Jim Miller killed people for money. He charged about one hundred fifty dollars to kill a person. He also killed anyone who caused him trouble. One man died a few days after he had spoken in court against Miller. There is no evidence to show who killed the man. However, people were sure Jim Miller was guilty of the crime.

STEVE EMBER: Miller was successful at what he did because there was little law enforcement in the areas of Texas and Oklahoma where he lived. And, people were afraid to say anything against Miller. They knew it would mean their lives.

One law officer got into a shooting incident with Miller. The lawman shot Miller three times in the chest. Miller fell to the ground. The officer was sure he had killed the dangerous man. A few minutes later, Miller got to his feet. He had not been hurt. He was wearing a steel plate under his shirt. The bullets had hit the steel. The force of the bullets had knocked him down, but had not hurt him. Later, the law officer died from gun shot wounds. No one was sure who shot him. However most people knew Miller had killed again.

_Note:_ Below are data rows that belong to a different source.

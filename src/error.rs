//! Error types for Skribent.

use thiserror::Error;

/// Library-level error type for Skribent operations.
#[derive(Error, Debug)]
pub enum SkribentError {
    #[error("Configuration error: {0}")]
    Config(String),

    #[error("Video not found or unavailable: {0}")]
    VideoNotFound(String),

    #[error("Rate limited by upstream service: {0}")]
    RateLimited(String),

    #[error("Operation timed out: {0}")]
    Timeout(String),

    #[error("Upstream service unavailable: {0}")]
    ServiceUnavailable(String),

    #[error("Partial or corrupt download: {0}")]
    PartialDownload(String),

    #[error("Unsupported language '{language}': {message}")]
    UnsupportedLanguage { language: String, message: String },

    #[error("Generated output failed quality validation: {0}")]
    Quality(String),

    #[error("Integrity violation: {0}")]
    Integrity(String),

    #[error("Media acquisition failed: {0}")]
    Acquisition(String),

    #[error("Transcription failed: {0}")]
    Transcription(String),

    #[error("Content analysis failed: {0}")]
    Analysis(String),

    #[error("Article generation failed: {0}")]
    Generation(String),

    #[error("Store error: {0}")]
    Store(String),

    #[error("IO error: {0}")]
    Io(#[from] std::io::Error),

    #[error("JSON error: {0}")]
    Json(#[from] serde_json::Error),

    #[error("TOML parse error: {0}")]
    TomlParse(#[from] toml::de::Error),

    #[error("HTTP error: {0}")]
    Http(#[from] reqwest::Error),

    #[error("Database error: {0}")]
    Database(#[from] rusqlite::Error),

    #[error("OpenAI API error: {0}")]
    OpenAI(String),

    #[error("External tool not found: {0}. Please install it and ensure it's in your PATH.")]
    ToolNotFound(String),

    #[error("External tool failed: {0}")]
    ToolFailed(String),

    #[error("Invalid input: {0}")]
    InvalidInput(String),

    #[error("Unit of work cancelled before stage '{0}'")]
    Cancelled(String),
}

impl SkribentError {
    /// Whether the operation that produced this error is worth retrying
    /// with backoff. Fatal errors (missing video, unsupported language,
    /// integrity violations) must never be retried.
    pub fn is_transient(&self) -> bool {
        match self {
            SkribentError::RateLimited(_)
            | SkribentError::Timeout(_)
            | SkribentError::ServiceUnavailable(_)
            | SkribentError::PartialDownload(_) => true,
            SkribentError::Http(e) => e.is_timeout() || e.is_connect(),
            _ => false,
        }
    }

    /// Quality errors get their own bounded retry loop with adjusted
    /// generation parameters rather than plain backoff.
    pub fn is_quality(&self) -> bool {
        matches!(self, SkribentError::Quality(_))
    }
}

/// Result type alias for Skribent operations.
pub type Result<T> = std::result::Result<T, SkribentError>;
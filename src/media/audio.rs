//! Audio extraction and probing via ffmpeg/ffprobe.

use crate::error::{Result, SkribentError};
use std::path::{Path, PathBuf};
use std::process::Stdio;
use tokio::process::Command;
use tracing::{debug, info, instrument, warn};

/// Extract the audio track of a media file as MP3.
///
/// If the target file already exists it is returned without re-encoding.
#[instrument(skip(output_dir), fields(media = %media_path.display()))]
pub async fn extract_audio(media_path: &Path, output_dir: &Path) -> Result<PathBuf> {
    std::fs::create_dir_all(output_dir)?;

    let stem = media_path
        .file_stem()
        .and_then(|s| s.to_str())
        .unwrap_or("audio");
    let target_path = output_dir.join(format!("{}.mp3", stem));

    if target_path.exists() {
        info!("Using cached audio file");
        return Ok(target_path);
    }

    let result = Command::new("ffmpeg")
        .arg("-i").arg(media_path)
        .arg("-vn")
        .arg("-codec:a").arg("libmp3lame")
        .arg("-qscale:a").arg("2")
        .arg("-y")
        .arg("-loglevel").arg("error")
        .arg(&target_path)
        .stdout(Stdio::null())
        .stderr(Stdio::piped())
        .output()
        .await;

    match result {
        Ok(out) if out.status.success() && target_path.exists() => Ok(target_path),
        Ok(out) => {
            let err = String::from_utf8_lossy(&out.stderr);
            Err(SkribentError::Acquisition(format!(
                "ffmpeg audio extraction failed: {err}"
            )))
        }
        Err(e) if e.kind() == std::io::ErrorKind::NotFound => {
            Err(SkribentError::ToolNotFound("ffmpeg".into()))
        }
        Err(e) => Err(SkribentError::Acquisition(format!("ffmpeg error: {e}"))),
    }
}

/// Segments a long audio file into smaller chunks for transcription.
///
/// Each chunk will be approximately `chunk_seconds` long. Returns tuples of
/// (chunk_path, offset_seconds) for each segment.
#[instrument(skip_all)]
pub async fn split_audio(
    source: &Path,
    output_dir: &Path,
    chunk_seconds: u32,
) -> Result<Vec<(PathBuf, f64)>> {
    std::fs::create_dir_all(output_dir)?;

    let total_duration = probe_duration(source).await?;
    debug!("Total audio duration: {:.1}s", total_duration);

    let chunk_len = chunk_seconds as f64;

    // Short audio doesn't need splitting
    if total_duration <= chunk_len {
        return Ok(vec![(source.to_path_buf(), 0.0)]);
    }

    let base_name = source
        .file_stem()
        .and_then(|s| s.to_str())
        .unwrap_or("audio");

    let mut segments = Vec::new();
    let mut offset = 0.0;
    let mut idx = 0u32;

    while offset < total_duration {
        let segment_path = output_dir.join(format!("{}_{:04}.mp3", base_name, idx));
        let segment_len = chunk_len.min(total_duration - offset);

        extract_segment(source, &segment_path, offset, segment_len).await?;

        debug!("Created segment {} at offset {:.1}s", idx, offset);
        segments.push((segment_path, offset));

        offset += chunk_len;
        idx += 1;
    }

    info!("Created {} audio segments", segments.len());
    Ok(segments)
}

/// Extracts a time segment from an audio file.
async fn extract_segment(source: &Path, dest: &Path, start: f64, length: f64) -> Result<()> {
    // First attempt: stream copy (fast, no quality loss)
    let copy_result = Command::new("ffmpeg")
        .arg("-ss").arg(format!("{:.3}", start))
        .arg("-i").arg(source)
        .arg("-t").arg(format!("{:.3}", length))
        .arg("-c").arg("copy")
        .arg("-y")
        .arg("-loglevel").arg("warning")
        .arg(dest)
        .stdout(Stdio::null())
        .stderr(Stdio::null())
        .status()
        .await;

    if let Ok(status) = copy_result {
        if status.success() && dest.exists() {
            return Ok(());
        }
    }

    // Fallback: re-encode to MP3
    warn!("Stream copy failed, re-encoding segment");

    let encode_result = Command::new("ffmpeg")
        .arg("-ss").arg(format!("{:.3}", start))
        .arg("-i").arg(source)
        .arg("-t").arg(format!("{:.3}", length))
        .arg("-codec:a").arg("libmp3lame")
        .arg("-qscale:a").arg("2")
        .arg("-y")
        .arg("-loglevel").arg("error")
        .arg(dest)
        .stdout(Stdio::null())
        .stderr(Stdio::piped())
        .output()
        .await;

    match encode_result {
        Ok(out) if out.status.success() => Ok(()),
        Ok(out) => {
            let err = String::from_utf8_lossy(&out.stderr);
            Err(SkribentError::Transcription(format!(
                "Segment extraction failed: {err}"
            )))
        }
        Err(e) if e.kind() == std::io::ErrorKind::NotFound => {
            Err(SkribentError::ToolNotFound("ffmpeg".into()))
        }
        Err(e) => Err(SkribentError::Transcription(format!("ffmpeg error: {e}"))),
    }
}

/// Queries the duration of a media file using ffprobe with JSON output.
pub async fn probe_duration(path: &Path) -> Result<f64> {
    let result = Command::new("ffprobe")
        .arg("-v").arg("quiet")
        .arg("-print_format").arg("json")
        .arg("-show_format")
        .arg(path)
        .output()
        .await;

    let output = match result {
        Ok(o) => o,
        Err(e) if e.kind() == std::io::ErrorKind::NotFound => {
            return Err(SkribentError::ToolNotFound("ffprobe".into()));
        }
        Err(e) => {
            return Err(SkribentError::Acquisition(format!("ffprobe failed: {e}")));
        }
    };

    if !output.status.success() {
        return Err(SkribentError::Acquisition("ffprobe returned error".into()));
    }

    let json_str = String::from_utf8_lossy(&output.stdout);
    let parsed: serde_json::Value = serde_json::from_str(&json_str)
        .map_err(|_| SkribentError::Acquisition("Invalid ffprobe output".into()))?;

    parsed["format"]["duration"]
        .as_str()
        .and_then(|s| s.parse::<f64>().ok())
        .ok_or_else(|| SkribentError::Acquisition("Could not determine media duration".into()))
}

SHIRLEY GRIFFITH: In nineteen-oh-nine, Miller made a mistake. He was paid money to kill a man in the little town of Ada, Oklahoma. He killed the man in the dark of night. Later, Miller was arrested for the crime. The citizens of Ada knew he had been arrested several times but had always been released for lack of evidence. Also, many people were afraid to speak in court against Miller. Many of the citizens of Ada thought Miller would escape justice again.

On Sunday morning, April nineteenth, the citizens of Ada attacked the jail where Miller was being kept.

They took him to a barn and hanged him. No one was ever arrested for the hanging of Jim Miller. Most people thought justice had been done. One man said, “He was just a killer. He was the worst man I ever knew.”

(MUSIC)

STEVE EMBER: The Old American West had more than its share of bad people like "Killin’" Jim Miller. However, other people worked hard and found good lives in the West.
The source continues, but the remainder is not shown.